イエス、タケミツ
クラシックの作曲と現代音楽とプログレの間に挟まれ悶え苦しんだ70年代の異端な青春?を愚痴る「作曲家から見たイエス」寄稿。
同時に、先週から少しずつ読み進めていた立花隆の大著「武満徹・音楽創造への道」ようやく完読。今年没後20年を迎える武満さんへの膨大な取材をまとめたドキュメンタリーで、文学界に5年にわたって連載されていながら氏の逝去のため中断し、その後20年近くお蔵入りになっていたもの。音楽の専門知識のない人が作曲家の頭の中を探る…というのはかなりの難題だが、すぐ「天才」とか「感動」とか情緒的な言葉で纏めてしまいがちな(あるいは逆に素人には理解不可能な専門用語で煙に巻く)音楽関係者と違い、どこまでもジャーナリストらしい微に入り細に入りのしつこさで検証してゆくリアルさが実に面白い。

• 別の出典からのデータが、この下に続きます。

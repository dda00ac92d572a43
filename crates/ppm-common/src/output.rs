//! Output formats.

use clap::ValueEnum;
use serde::{Deserialize, Serialize};

/// Supported output formats for CLI commands.
#[derive(Debug, Clone, Copy, PartialEq, Eq, Default, ValueEnum, Serialize, Deserialize)]
#[serde(rename_all = "lowercase")]
pub enum OutputFormat {
    /// Structured JSON document (default for machine consumption)
    #[default]
    Json,

    /// One JSON object per line, one line per record
    Jsonl,

    /// Comma-separated values with a header row
    Csv,

    /// One-line summary for quick status checks
    Summary,
}

impl std::fmt::Display for OutputFormat {
    fn fmt(&self, f: &mut std::fmt::Formatter<'_>) -> std::fmt::Result {
        match self {
            OutputFormat::Json => write!(f, "json"),
            OutputFormat::Jsonl => write!(f, "jsonl"),
            OutputFormat::Csv => write!(f, "csv"),
            OutputFormat::Summary => write!(f, "summary"),
        }
    }
}
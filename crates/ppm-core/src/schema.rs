//! JSON Schema generation for the files ppm reads and the records it writes.
//!
//! ```bash
//! ppm schema --list
//! ppm schema ResultRecord
//! ppm schema --all
//! ```

use schemars::schema_for;
use serde_json::Value;
use std::collections::BTreeMap;

pub use crate::encode::FeatureWindow;
pub use crate::pipeline::{BatchOutput, RunSummary};
pub use crate::predictor::{ModelOutput, ReplayRecord};
pub use crate::record::ResultRecord;
pub use ppm_common::StructuredError;
pub use ppm_config::{ConfigSnapshot, ModelParameters, RunConfig};

/// Available schema types with their descriptions.
pub fn available_schemas() -> Vec<(&'static str, &'static str)> {
    vec![
        // Inputs
        ("ModelParameters", "Training-time parameters of a sequence model"),
        ("RunConfig", "Operational parameters of a batch run"),
        ("ReplayRecord", "One recorded model output (replay JSONL line)"),
        // Model seam
        ("FeatureWindow", "Fixed-width model input for one prefix"),
        ("ModelOutput", "Raw model output for one window"),
        // Outputs
        ("ResultRecord", "Prediction and reconstructed timestamps for one prefix"),
        ("RunSummary", "Counts and provenance of a batch run"),
        ("BatchOutput", "Run summary plus all result records"),
        ("ConfigSnapshot", "Hashes and sources of the loaded configuration"),
        ("StructuredError", "Machine-readable error"),
    ]
}

/// Generate the JSON Schema of a type by name; `None` for unknown names.
pub fn generate_schema(type_name: &str) -> Option<Value> {
    let schema = match type_name {
        "ModelParameters" => schema_for!(ModelParameters),
        "RunConfig" => schema_for!(RunConfig),
        "ReplayRecord" => schema_for!(ReplayRecord),
        "FeatureWindow" => schema_for!(FeatureWindow),
        "ModelOutput" => schema_for!(ModelOutput),
        "ResultRecord" => schema_for!(ResultRecord),
        "RunSummary" => schema_for!(RunSummary),
        "BatchOutput" => schema_for!(BatchOutput),
        "ConfigSnapshot" => schema_for!(ConfigSnapshot),
        "StructuredError" => schema_for!(StructuredError),
        _ => return None,
    };
    Some(schema.to_value())
}

pub fn generate_all_schemas() -> BTreeMap<String, Value> {
    available_schemas()
        .into_iter()
        .filter_map(|(name, _)| generate_schema(name).map(|s| (name.to_string(), s)))
        .collect()
}

/// Schema output format.
#[derive(Debug, Clone, Copy, PartialEq, Eq)]
pub enum SchemaFormat {
    /// Pretty-printed JSON (default)
    Json,
    /// Compact single-line JSON
    JsonCompact,
}

pub fn format_schema(schema: &Value, format: SchemaFormat) -> String {
    let rendered = match format {
        SchemaFormat::Json => serde_json::to_string_pretty(schema),
        SchemaFormat::JsonCompact => serde_json::to_string(schema),
    };
    // a Value always serializes
    rendered.unwrap_or_default()
}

このイエスと武満徹、どこか似ている感じがするのだが何故だろう?と考えるうち思い当たったのが、彼らの音楽をレコードジャケットで視覚化したイエスのロジャー・ディーンと武満徹の宇佐美圭司の存在。必ずしも音楽的にイコールとは思わないが、アートなレベルでうらやましいほど見事に一体化していた。
ちなみに、武満さんはビートルズの「サージェント・ペパーズ」はかなり評価していたようだが、その後のプログレッシヴ・ロックに関する発言は寡聞にして聞いたことがない。あれだけ色々な音楽を聴いていた人だから(ピアソラの初来日の時、会場でお見かけしたことがある)、意外と面白がっていたのか、あるいは一刀両断だったのか・・・そのあたりもちょっと聞いてみたかった気がする。